В клинической картине абсцессы различных органов (и тканей) имеются специфические признаки, которые обусловлены локализацией процесса. Исходом абсцесса может быть спонтанное вскрытие с прорывом наружу (абсцесс подкожной клетчатки, мастит, парапроктит и др.); прорыв и опорожнение в закрытые полости (брюшную, плевральную, в полость сустава и др.); прорыв в просвет органов, сообщающихся с внешней средой (кишка, желудок, мочевой пузырь, бронхи и др.). Опорожнившаяся полость абсцесса при благоприятных условиях уменьшается в размерах, спадается и подвергается рубцеванию. При неполном опорожнении полости абсцесса и плохом ее дренировании процесс может перейти в хронический с образованием свища. Прорыв гноя в закрытые полости приводит к развитию в них гнойных процессов (перитонита, плеврита, перикардита, менингита, артрита и др.).

Диагностика поверхностно расположенного абсцесса не представляет трудностей. Ограниченное скопление гноя под гиперемированной, истонченной кожей с флуктуацией в центре болезненного при пальпации инфильтрата указывает на локализацию абсцесса. При расположении абсцессов в глубоких слоях мягких тканей или во внутренних органах требуется применение современных методов инструментального обследования (КТ, МРТ, УЗИ, в т.ч. диагностическая эндоскопическая лапароскопия).

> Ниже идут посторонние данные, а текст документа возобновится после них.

//! Seed command - demo accounts, stores and ratings.

use rand::seq::index::sample;
use rand::Rng;

use common::{AppError, AppResult};
use domain::{Password, Rating, Store, User, UserRole};

use crate::cli::args::SeedArgs;
use crate::config::{Config, SEED_RATINGS_PER_USER, SEED_STORE_OWNER_COUNT, SEED_USER_COUNT};
use crate::infra::{Database, Persistence, UnitOfWork};

struct SeedAccount {
    name: &'static str,
    email: &'static str,
    password: &'static str,
    address: &'static str,
    role: UserRole,
}

const ADMIN: SeedAccount = SeedAccount {
    name: "Platform Administrator Master",
    email: "admin@domain.com",
    password: "Admin@123",
    address: "123 Admin Street, Central City",
    role: UserRole::Admin,
};

const USERS: [SeedAccount; SEED_USER_COUNT] = [
    SeedAccount {
        name: "Alice Johnson Whitfield",
        email: "alice@example.com",
        password: "Alice@123",
        address: "101 Maple Avenue, Springfield",
        role: UserRole::User,
    },
    SeedAccount {
        name: "Robert Smith Carrington",
        email: "bob@example.com",
        password: "Bob@12345",
        address: "102 Maple Avenue, Springfield",
        role: UserRole::User,
    },
    SeedAccount {
        name: "Charlie Davis Pemberton",
        email: "charlie@example.com",
        password: "Charlie@123",
        address: "103 Maple Avenue, Springfield",
        role: UserRole::User,
    },
    SeedAccount {
        name: "Dana Lee Montgomery Hall",
        email: "dana@example.com",
        password: "Dana@1234",
        address: "104 Maple Avenue, Springfield",
        role: UserRole::User,
    },
    SeedAccount {
        name: "Elijah Walker Fairbanks",
        email: "eli@example.com",
        password: "Eli@12345",
        address: "105 Maple Avenue, Springfield",
        role: UserRole::User,
    },
];

const STORE_NAMES: [&str; SEED_STORE_OWNER_COUNT] = [
    "Alpha", "Beta", "Gamma", "Delta", "Epsilon", "Zeta", "Eta", "Theta", "Iota", "Kappa",
];

const OWNER_NAMES: [&str; SEED_STORE_OWNER_COUNT] = [
    "One", "Two", "Three", "Four", "Five", "Six", "Seven", "Eight", "Nine", "Ten",
];

/// For every user, distinct store indexes with a value in 1..=5
fn plan_ratings<R: Rng + ?Sized>(
    rng: &mut R,
    user_count: usize,
    store_count: usize,
    per_user: usize,
) -> Vec<Vec<(usize, i32)>> {
    let per_user = per_user.min(store_count);
    (0..user_count)
        .map(|_| {
            sample(rng, store_count, per_user)
                .into_iter()
                .map(|store_idx| (store_idx, rng.random_range(1..=5)))
                .collect()
        })
        .collect()
}

async fn create_account<U: UnitOfWork + ?Sized>(
    uow: &U,
    name: String,
    email: String,
    password: &str,
    address: String,
    role: UserRole,
) -> AppResult<User> {
    let hash = Password::new(password)?.into_string();
    uow.users()
        .create(User::new(name, email, hash, address, role))
        .await
}

/// Execute the seed command
pub async fn execute(args: SeedArgs, config: Config) -> AppResult<()> {
    let db = Database::connect(&config.database)
        .await
        .map_err(|e| AppError::internal(format!("Database connection failed: {}", e)))?;
    let uow = Persistence::new(db.get_connection());

    if args.reset {
        let ratings = uow.ratings().delete_all().await?;
        let stores = uow.stores().delete_all().await?;
        let users = uow.users().delete_all().await?;
        tracing::warn!(ratings, stores, users, "Existing data deleted");
    } else if uow.users().count().await? > 0 {
        tracing::warn!("Database already contains users, skipping seed (use --reset to replace them)");
        return Ok(());
    }

    create_account(
        &uow,
        ADMIN.name.into(),
        ADMIN.email.into(),
        ADMIN.password,
        ADMIN.address.into(),
        ADMIN.role,
    )
    .await?;

    let mut users = Vec::with_capacity(USERS.len());
    for account in &USERS {
        let user = create_account(
            &uow,
            account.name.into(),
            account.email.into(),
            account.password,
            account.address.into(),
            account.role,
        )
        .await?;
        users.push(user);
    }

    let mut stores = Vec::with_capacity(STORE_NAMES.len());
    for (i, (store_name, owner_suffix)) in STORE_NAMES.iter().zip(OWNER_NAMES).enumerate() {
        let number = i + 1;
        let owner = create_account(
            &uow,
            format!("Store Owner Number {}", owner_suffix),
            format!("owner{}@stores.com", number),
            &format!("Owner{}@{}", owner_suffix, number),
            format!("{} Store Street, Commerce Town", number),
            UserRole::StoreOwner,
        )
        .await?;

        let store = Store::new(
            format!("{} Store", store_name),
            format!("{}00 {} Street", number, store_name),
            owner.id,
        );
        stores.push(uow.stores().create(store).await?);
    }

    // ThreadRng is not Send; draw everything before the next await
    let plan = plan_ratings(&mut rand::rng(), users.len(), stores.len(), SEED_RATINGS_PER_USER);

    let mut rating_count = 0usize;
    for (user, choices) in users.iter().zip(plan) {
        for (store_idx, value) in choices {
            let rating = Rating::new(value, user.id, stores[store_idx].id)?;
            uow.ratings().create(rating).await?;
            rating_count += 1;
        }
    }

    tracing::info!(
        users = users.len() + 1 + stores.len(),
        stores = stores.len(),
        ratings = rating_count,
        "Seed data created"
    );
    Ok(())
}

Лечение (клинические рекомендации). Промедление с хирургическим вмешательством может привести к генерализации инфекционного процесса, прорыву гнойника в сустав, плевральную полость и другие анатомические структуры. Хирургическое лечение абсцесса заключается в эвакуации содержимого с иссечением капсулы в пределах здоровых тканей.

В ряде случаев (абсцессы печени, брюшной полости, плевральной полости) применяют пункционный метод с использованием эндоскопической техники, УЗИ, КТ, который позволяет под визуальным контролем полностью эвакуировать содержимое гнойника и при регулярном промывании добиться его ликвидации.

При подкожных и внутримышечных абсцессах антимикробная терапия назначается эмпирически. Лекарственными средствами выбора являются (схемы лечения): 3 р/сут: амоксициллин/клавуланат в/в по 1,2 г или per os по 625 мг; в/в или в/м: оксациллин по 1 г 4 р/сут, цефазолин по 1 г 2 – 3 р/сут. Альтернативные лекарственные средства (схемы лечения): клиндамицин per os по 0,3 г 4 р/сут или в/в, в/м по 0,45 – 0,6 г 3 р/сут; линкомицин per os по 0,5 г 3 р/сут или в/в, в/м по 0,6 г 3 р/сут.

Длительность антимикробной терапии при локальном гнойном процессе составляет 3 – 5 дней (при условии хирургического лечения) а при осложненном течении может составлять более 5 дней.

При выделении метициллинорезистентных стафилококков 2 р/сут 7 – 10 сут: ванкомицин в/в по 1 г; линезолид per os по 0,6 г.